Using renewable energy sources is an efficient alternative to supply the electrical load of stand-alone remote areas. The main motivation of this paper is to optimize the size of a biomass-based PV power plant to supply the electrical power of agricultural wells located in Bardsir, Kerman, Iran. In an off-grid PV power plant, there must be a backup system to supply the demanded load in deficit conditions. Biomass energy generation systems could be complementary taking into account their different properties in reliability. As a result, the combination of PV and biomass systems could be an effective way to make a reliable and cost-effective hybrid energy system. In the proposed hybrid system, the area of the PV system and the size of the engine–generator of the biomass system are optimized for minimizing the total net present cost (TNPC) of the system during its lifetime. The reliability of the designed system is met by considering the loss of power supply probability (LPSP) concept.
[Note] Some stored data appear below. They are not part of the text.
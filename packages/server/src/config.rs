//! Server settings read from the environment.

use std::path::PathBuf;
use std::time::Duration;

use envwatch_heatmap::config::parse_var;

/// Default HTTP port.
pub const DEFAULT_PORT: u16 = 3001;

/// Server and data-loading settings.
#[derive(Debug, Clone, PartialEq, Eq)]
pub struct ServerConfig {
    /// Address to bind (`BIND_ADDR`, default `127.0.0.1`).
    pub bind_addr: String,
    /// Port to bind (`PORT`, default 3001).
    pub port: u16,
    /// Snapshot database (`ENVWATCH_DB_PATH`, default `data/envwatch.duckdb`
    /// under the project root).
    pub db_path: PathBuf,
    /// Snapshot reload interval (`SNAPSHOT_REFRESH_SECS`), disabled when
    /// unset.
    pub refresh_interval: Option<Duration>,
}

impl ServerConfig {
    /// Reads the configuration from the process environment.
    #[must_use]
    pub fn from_env() -> Self {
        Self::from_lookup(|name| std::env::var(name).ok())
    }

    /// Builds the configuration from an arbitrary variable lookup.
    #[must_use]
    pub fn from_lookup(lookup: impl Fn(&str) -> Option<String>) -> Self {
        Self {
            bind_addr: lookup("BIND_ADDR").unwrap_or_else(|| "127.0.0.1".to_string()),
            port: parse_var(&lookup, "PORT").unwrap_or(DEFAULT_PORT),
            db_path: lookup("ENVWATCH_DB_PATH")
                .map_or_else(envwatch_database::paths::snapshot_db_path, PathBuf::from),
            refresh_interval: parse_var(&lookup, "SNAPSHOT_REFRESH_SECS")
                .filter(|&secs: &u64| secs > 0)
                .map(Duration::from_secs),
        }
    }
}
For the investigated region, the obtained results indicate that the PV/biomass generation system is more promising than a single PV system or a single biomass system.

Suggested Citation

  • Heydari, Ali & Askarzadeh, Alireza, 2016. "Optimization of a biomass-based photovoltaic power plant for an off-grid application subject to loss of power supply probability concept," Applied Energy, Elsevier, vol. 165(C), pages 601-611.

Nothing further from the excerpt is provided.